The last Arctic expedition of Sir John Franklin began in 1845 with the hope of discovering the northwest passage, but it turned into a grim fight for survival. As seen in AMC's supernatural series The Terror, the story of the Franklin expedition still has the power to fascinate historians more than a century and a half later. (Spoiler alert: Though the expedition happened in real life, this list also mentions key scenes in The Terror—so if you haven't seen the show and plan to, read at your own risk!)


John Franklin was born in Spilsby, a village in the English county of Lincolnshire, in 1786. By marriage, he was a step-cousin of Royal Navy captain Matthew Flinders, who inspired Franklin to join its ranks when he was only 14. Franklin circumnavigated Australia with Flinders in 1802-1803, served in the Battle of Trafalgar during the Napoleonic Wars, and fought in the Battle of New Orleans in the War of 1812. His brave actions caught the eye of the Second Secretary of the Admiralty, Sir John Barrow, who had big plans for the young lieutenant.


From a report from whaling captain William Scoresby, Jr. relayed by Sir Joseph Banks, the president of the Royal Society, Barrow learned that the Arctic appeared to be relatively ice-free in the summer of 1817. The time seemed ripe for a voyage to find a northwest passage from the Atlantic to the Pacific Ocean, which would give England a lucrative trade route to Asia. In spring 1818, Barrow organized an expedition of four navy ships—the Isabella and Alexander would explore the eastern Canadian Arctic, and the Dorothea and Trent would attempt to sail over the North Pole by way of eastern Greenland and Spitsbergen. Franklin commanded the Trent but both vessels were stopped by violent storms and pack ice. (The Isabella and Alexander also turned back for an entirely different reason.)
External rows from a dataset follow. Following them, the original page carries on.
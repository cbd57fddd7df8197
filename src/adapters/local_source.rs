use crate::domain::ports::TextSource;
use crate::utils::error::{NovelError, Result};
use async_trait::async_trait;
use std::io::ErrorKind;
use std::path::PathBuf;

/// Reads corpus files relative to a local project root.
#[derive(Debug, Clone)]
pub struct LocalTextSource {
    base_path: PathBuf,
}

impl LocalTextSource {
    pub fn new(base_path: impl Into<PathBuf>) -> Self {
        Self {
            base_path: base_path.into(),
        }
    }
}

#[async_trait]
impl TextSource for LocalTextSource {
    async fn read(&self, path: &str) -> Result<Vec<u8>> {
        let full_path = self.base_path.join(path);
        match tokio::fs::read(&full_path).await {
            Ok(data) => Ok(data),
            Err(e) if e.kind() == ErrorKind::NotFound => Err(NovelError::FileNotFound {
                path: full_path.display().to_string(),
            }),
            Err(e) => Err(NovelError::IoError(e)),
        }
    }

    fn describe(&self) -> String {
        format!("local path {}", self.base_path.display())
    }
}
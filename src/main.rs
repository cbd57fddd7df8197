use anyhow::Context;
use clap::Parser;
use gender_novels::utils::{logger, validation::Validate};
use gender_novels::{
    AnalysisConfig, AnalysisEngine, DistancePipeline, LocalResultStore, NovelError,
    PronounDistance,
};

#[derive(Parser)]
#[command(name = "gender-novels")]
#[command(about = "Pronoun instance distance analysis over a novel corpus")]
struct Args {
    /// Path to TOML configuration file
    #[arg(short, long, default_value = "analysis.toml")]
    config: String,

    /// Override the corpus name from the config
    #[arg(long)]
    corpus: Option<String>,

    /// Replace previously stored raw results
    #[arg(long)]
    overwrite: bool,

    /// Enable verbose output
    #[arg(short, long)]
    verbose: bool,

    /// Emit JSON logs
    #[arg(long)]
    json_logs: bool,
}

#[tokio::main]
async fn main() -> anyhow::Result<()> {
    let args = Args::parse();

    if args.json_logs {
        logger::init_json_logger();
    } else {
        logger::init_cli_logger(args.verbose);
    }

    tracing::info!("📁 Loading configuration from: {}", args.config);
    let mut config = AnalysisConfig::from_file(&args.config)
        .with_context(|| format!("failed to load config file '{}'", args.config))?;

    // 命令列覆蓋設定
    if let Some(corpus) = args.corpus {
        config.corpus.name = corpus;
    }
    if args.overwrite {
        config.output.overwrite = true;
    }

    if let Err(e) = config.validate() {
        report(&e);
        std::process::exit(1);
    }

    let storage = LocalResultStore::new(config.output_path());
    let pipeline = DistancePipeline::new(storage, config, PronounDistance::new());
    let engine = AnalysisEngine::new(pipeline);

    match engine.run().await {
        Ok(summary) => {
            println!(
                "✅ Analyzed {} of {} novels",
                summary.novels_analyzed, summary.novels_loaded
            );
            for failure in &summary.failures {
                println!("⚠️  {}: {}", failure.filename, failure.message);
            }
            for key in &summary.stored_keys {
                println!("💾 {}", key);
            }
            Ok(())
        }
        Err(e) => {
            report(&e);
            std::process::exit(2);
        }
    }
}

fn report(e: &NovelError) {
    tracing::error!("❌ {} (Category: {:?})", e, e.category());
    eprintln!("❌ {}", e);
    eprintln!("💡 Suggestion: {}", e.recovery_suggestion());
}
pub mod adapters;
pub mod config;
pub mod core;
pub mod domain;
pub mod utils;

pub use adapters::{LocalResultStore, LocalTextSource, RemoteTextSource, SourceMode};
pub use config::AnalysisConfig;
pub use crate::core::{
    aggregate::{AggregationBins, Aggregator},
    distance::{get_stats, DistanceAnalyzer},
    engine::{AnalysisEngine, RunSummary},
    pipeline::DistancePipeline,
    pronouns::PronounDistance,
};
pub use domain::{corpus::Corpus, novel::Novel};
pub use utils::error::{NovelError, Result};
pub mod aggregate;
pub mod distance;
pub mod engine;
pub mod pipeline;
pub mod pronouns;
pub mod results;

pub use crate::domain::model::{AnalysisResults, Dimension, InstanceCategory, Metric};
pub use crate::domain::ports::{ConfigProvider, InstanceDistance, Pipeline, ResultStore, TextSource};
pub use crate::utils::error::Result;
Despite that failure, Franklin was appointed to lead an overland expedition to explore subarctic Canada in 1819. His route would take his party—which included physician/naturalist Sir John Richardson, three naval personnel, and a crew of voyageurs—from Hudson Bay to the Coppermine River delta on the Arctic Ocean. Disaster struck quickly: The party failed to return to their base camp before cold weather set in, their canoes fell apart, and they ran out of food. A voyageur allegedly killed and ate several men. Franklin and the others survived by nibbling shoe leather. On the brink of death, they were saved by Yellowknife guides who brought food and supplies. When he returned to England after this three-year calamity, Franklin was hailed as a hero—the "man who ate his boots."
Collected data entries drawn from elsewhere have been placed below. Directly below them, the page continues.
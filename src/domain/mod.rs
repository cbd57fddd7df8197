// Domain layer: entities, analysis records and ports (interfaces).

pub mod corpus;
pub mod model;
pub mod novel;
pub mod ports;
use crate::utils::error::{NovelError, Result};
use url::Url;

pub trait Validate {
    fn validate(&self) -> Result<()>;
}

pub fn validate_url(field_name: &str, url_str: &str) -> Result<()> {
    if url_str.is_empty() {
        return Err(NovelError::InvalidConfigValue {
            field: field_name.to_string(),
            value: url_str.to_string(),
            reason: "URL cannot be empty".to_string(),
        });
    }

    match Url::parse(url_str) {
        Ok(url) => match url.scheme() {
            "http" | "https" => Ok(()),
            scheme => Err(NovelError::InvalidConfigValue {
                field: field_name.to_string(),
                value: url_str.to_string(),
                reason: format!("Unsupported URL scheme: {}", scheme),
            }),
        },
        Err(e) => Err(NovelError::InvalidConfigValue {
            field: field_name.to_string(),
            value: url_str.to_string(),
            reason: format!("Invalid URL format: {}", e),
        }),
    }
}

pub fn validate_path(field_name: &str, path: &str) -> Result<()> {
    if path.is_empty() {
        return Err(NovelError::InvalidConfigValue {
            field: field_name.to_string(),
            value: path.to_string(),
            reason: "Path cannot be empty".to_string(),
        });
    }

    if path.contains('\0') {
        return Err(NovelError::InvalidConfigValue {
            field: field_name.to_string(),
            value: path.to_string(),
            reason: "Path contains null bytes".to_string(),
        });
    }

    Ok(())
}

pub fn validate_positive_number(field_name: &str, value: u64, min_value: u64) -> Result<()> {
    if value < min_value {
        return Err(NovelError::InvalidConfigValue {
            field: field_name.to_string(),
            value: value.to_string(),
            reason: format!("Value must be at least {}", min_value),
        });
    }
    Ok(())
}

pub fn validate_non_empty_string(field_name: &str, value: &str) -> Result<()> {
    if value.trim().is_empty() {
        return Err(NovelError::InvalidConfigValue {
            field: field_name.to_string(),
            value: value.to_string(),
            reason: "Value cannot be empty or whitespace-only".to_string(),
        });
    }
    Ok(())
}

/// 語料名稱會直接拼進路徑，不允許路徑分隔符
pub fn validate_corpus_name(field_name: &str, value: &str) -> Result<()> {
    validate_non_empty_string(field_name, value)?;
    if value.contains(['/', '\\']) || value.contains("..") {
        return Err(NovelError::InvalidConfigValue {
            field: field_name.to_string(),
            value: value.to_string(),
            reason: "Corpus name cannot contain path separators".to_string(),
        });
    }
    Ok(())
}

#[cfg(test)]
mod tests {
    use super::*;

    #[test]
    fn test_validate_url() {
        assert!(validate_url("source.base_url", "https://example.com").is_ok());
        assert!(validate_url("source.base_url", "http://example.com").is_ok());
        assert!(validate_url("source.base_url", "").is_err());
        assert!(validate_url("source.base_url", "invalid-url").is_err());
        assert!(validate_url("source.base_url", "ftp://example.com").is_err());
    }

    #[test]
    fn test_validate_positive_number() {
        assert!(validate_positive_number("source.timeout_seconds", 5, 1).is_ok());
        assert!(validate_positive_number("source.timeout_seconds", 0, 1).is_err());
    }

    #[test]
    fn test_validate_corpus_name() {
        assert!(validate_corpus_name("corpus.name", "sample_novels").is_ok());
        assert!(validate_corpus_name("corpus.name", "  ").is_err());
        assert!(validate_corpus_name("corpus.name", "../etc").is_err());
        assert!(validate_corpus_name("corpus.name", "a/b").is_err());
    }
}
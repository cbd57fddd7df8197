use crate::domain::model::{
    AnalysisFailure, AnalysisResult, AnalysisResults, InstanceCategory, NovelAnalysis, StatBundle,
};
use crate::domain::novel::Novel;
use crate::domain::ports::InstanceDistance;
use crate::utils::error::Result;

/// Median, mean, min and max of a distance sequence. All zero when empty.
pub fn get_stats(distances: &[u64]) -> StatBundle {
    if distances.is_empty() {
        return StatBundle::default();
    }

    let mut sorted = distances.to_vec();
    sorted.sort_unstable();

    let n = sorted.len();
    let median = if n % 2 == 1 {
        sorted[n / 2] as f64
    } else {
        (sorted[n / 2 - 1] as f64 + sorted[n / 2] as f64) / 2.0
    };
    let mean = sorted.iter().map(|&d| d as f64).sum::<f64>() / n as f64;

    StatBundle {
        median,
        mean,
        min: sorted[0] as f64,
        max: sorted[n - 1] as f64,
    }
}

/// Compares instance spacing between two categories for every novel.
///
/// A positive difference means category A instances sit farther apart than category B's.
pub struct DistanceAnalyzer<D: InstanceDistance> {
    distance: D,
    category_a: InstanceCategory,
    category_b: InstanceCategory,
}

impl<D: InstanceDistance> DistanceAnalyzer<D> {
    pub fn new(distance: D) -> Self {
        Self::with_categories(distance, InstanceCategory::Male, InstanceCategory::Female)
    }

    pub fn with_categories(
        distance: D,
        category_a: InstanceCategory,
        category_b: InstanceCategory,
    ) -> Self {
        Self {
            distance,
            category_a,
            category_b,
        }
    }

    pub async fn analyze_novel(&self, novel: &Novel) -> Result<AnalysisResult> {
        let (a, b) = self
            .distance
            .distances_pair(novel, self.category_a, self.category_b)
            .await?;

        let category_a = get_stats(&a);
        let category_b = get_stats(&b);

        Ok(AnalysisResult {
            category_a,
            category_b,
            difference: category_a.difference(&category_b),
        })
    }

    /// Analyzes novels one at a time. Each novel, and its text, is dropped as soon as it is done.
    /// A failing novel is recorded in `failures` and left out of `entries`.
    pub async fn analyze(&self, corpus_name: &str, novels: Vec<Novel>) -> AnalysisResults {
        let mut results = AnalysisResults::new(corpus_name, self.category_a, self.category_b);

        for novel in novels {
            tracing::debug!("Analyzing {}", novel);
            match self.analyze_novel(&novel).await {
                Ok(result) => results.entries.push(NovelAnalysis {
                    novel: novel.into_metadata(),
                    result,
                }),
                Err(e) => {
                    tracing::warn!("⚠️ Skipping {}: {}", novel.filename(), e);
                    results.failures.push(AnalysisFailure {
                        filename: novel.filename().to_string(),
                        message: e.to_string(),
                    });
                }
            }
        }

        results
    }
}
By 1843, just a few blank spaces remained on the map of the North American Arctic, and the discovery of the passage seemed entirely within Britain's reach. In spring 1845, the Admiralty would send HMS Erebus and HMS Terror, freshly returned from a grueling four-year voyage in Antarctica under the command of Sir James Clark Ross, back to previously charted Lancaster Sound, which most navigators believed was the main channel leading west. From there, the men were expected to be through the Bering Strait and in Hawaii by the following year.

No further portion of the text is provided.